Antimicrobial Enzyme Fusions Reduce Resistance and Kill Intracellular Staphylococcus aureus

摘要

Multi-drug resistant bacteria are a persistent problem in modern health care, food safety and animal health. There is a need for new antimicrobials to replace over-used conventional antibiotics. Here we describe engineered triple-acting staphylolytic peptidoglycan hydrolases wherein three unique antimicrobial activities from two parental proteins are combined into a single fusion protein, effectively reducing the incidence of resistant strain development. The fusion protein reduced colonization by S. aureus in a rat nasal colonization model, surpassing the efficacy of either parental protein. Modification of the triple-acting lytic construct with a protein transduction domain significantly enhanced both biofilm eradication and the ability to kill intracellular Staphylococcus aureus as demonstrated in cultured cells, and mouse models of staphylococcal mastitis and osteomyelitis.
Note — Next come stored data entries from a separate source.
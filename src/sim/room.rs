//! First-order thermal model of a single room.
//!
//! Each tick the indoor temperature closes a fixed fraction of its gap to
//! the outdoor temperature, then the running equipment adds or removes a
//! fixed amount of heat.  Heat only moves efficiently with the blower
//! running; with still air the heater and cooler reach a quarter of their
//! rated effect.

use crate::config::SimConfig;

use super::harness::Actuators;

const STILL_AIR_FACTOR: f32 = 0.25;

#[derive(Debug, Clone)]
pub struct Room {
    indoor_f: f32,
}

impl Room {
    pub fn new(initial_indoor_f: f32) -> Self {
        Self {
            indoor_f: initial_indoor_f,
        }
    }

    /// Advance one tick.
    pub fn step(&mut self, outdoor_f: f32, actuators: Actuators, config: &SimConfig) {
        self.indoor_f += (outdoor_f - self.indoor_f) * config.envelope_coupling;

        let airflow = if actuators.blower { 1.0 } else { STILL_AIR_FACTOR };
        if actuators.heater {
            self.indoor_f += config.heater_rate_f * airflow;
        }
        if actuators.cooler {
            self.indoor_f -= config.cooler_rate_f * airflow;
        }
    }

    pub fn indoor_f(&self) -> f32 {
        self.indoor_f
    }

    /// What a perfect gauge would report: nearest whole degree.
    pub fn reading(&self) -> i32 {
        self.indoor_f.round() as i32
    }
}
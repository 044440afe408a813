//! Unified error types for the thermostat firmware.
//!
//! A single `Error` enum that every subsystem converts into.  All variants
//! are `Copy` so they can be handed back from the control loop without
//! allocation.  The regulation policy itself is infallible; these errors
//! come from the sensor and relay drivers and from configuration.

use core::fmt;

// ---------------------------------------------------------------------------
// Top-level firmware error
// ---------------------------------------------------------------------------

/// Every fallible operation in the firmware funnels into this type.
#[derive(Debug, Clone, Copy, PartialEq, Eq)]
pub enum Error {
    /// The temperature sensor could not be read or returned implausible data.
    Sensor(SensorError),
    /// A relay command failed.
    Actuator(ActuatorError),
    /// Peripheral initialisation failed.
    Init(&'static str),
    /// Configuration is invalid or could not be loaded.
    Config(&'static str),
}

impl fmt::Display for Error {
    fn fmt(&self, f: &mut fmt::Formatter<'_>) -> fmt::Result {
        match self {
            Self::Sensor(e) => write!(f, "sensor: {e}"),
            Self::Actuator(e) => write!(f, "actuator: {e}"),
            Self::Init(msg) => write!(f, "init: {msg}"),
            Self::Config(msg) => write!(f, "config: {msg}"),
        }
    }
}

impl core::error::Error for Error {}

// ---------------------------------------------------------------------------
// Sensor errors
// ---------------------------------------------------------------------------

#[derive(Debug, Clone, Copy, PartialEq, Eq)]
pub enum SensorError {
    /// ADC read returned an error or timed out.
    AdcReadFailed,
    /// Reading is outside the physically plausible range (open or shorted probe).
    OutOfRange,
}

impl fmt::Display for SensorError {
    fn fmt(&self, f: &mut fmt::Formatter<'_>) -> fmt::Result {
        match self {
            Self::AdcReadFailed => write!(f, "ADC read failed"),
            Self::OutOfRange => write!(f, "reading out of range"),
        }
    }
}

impl From<SensorError> for Error {
    fn from(e: SensorError) -> Self {
        Self::Sensor(e)
    }
}

// ---------------------------------------------------------------------------
// Actuator errors
// ---------------------------------------------------------------------------

#[derive(Debug, Clone, Copy, PartialEq, Eq)]
pub enum ActuatorError {
    /// GPIO set failed.
    GpioWriteFailed,
}

impl fmt::Display for ActuatorError {
    fn fmt(&self, f: &mut fmt::Formatter<'_>) -> fmt::Result {
        match self {
            Self::GpioWriteFailed => write!(f, "GPIO write failed"),
        }
    }
}

impl From<ActuatorError> for Error {
    fn from(e: ActuatorError) -> Self {
        Self::Actuator(e)
    }
}

// ---------------------------------------------------------------------------
// Convenience Result alias
// ---------------------------------------------------------------------------

/// Firmware-wide `Result` alias.
pub type Result<T> = core::result::Result<T, Error>;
Bacterial cell wall degrading enzyme antimicrobials can be engineered to enhance their value as potent therapeutics.

主权项

1. A recombinant fusion nucleic acid encoding an antimicrobial Staphylococcus-specific triple fusion protein, wherein said encoded fusion protein comprises (1) a LysK endolysin CHAP endopeptidase domain, (2) a LysK endolysin amidase domain, and (3) a lysostaphin glycyl-glycine endopeptidase domain and a cell wall binding domain, wherein when in the K-L configuration, comprises: (1) a LysK endolysin CHAP endopeptidase domain, (2) a LysK endolysin amidase domain, (3) a lysostaphin glycyl-glycine endopeptidase domain, and cell wall binding domain, or when in the L-K configuration, comprises: (1) a lysostaphin glycyl-glycine endopeptidase domain, (2) a LysK endolysin-derived CHAP endopeptidase domain, (3) a LysK endolysin-derived amidase domain and a cell wall binding domain, said protein capable of cutting the peptidoglycan at three unique covalent bonds of the peptidoglycan simultaneously, with each domain being active independent of the others and each independent domain being capable of lysing the bacteria.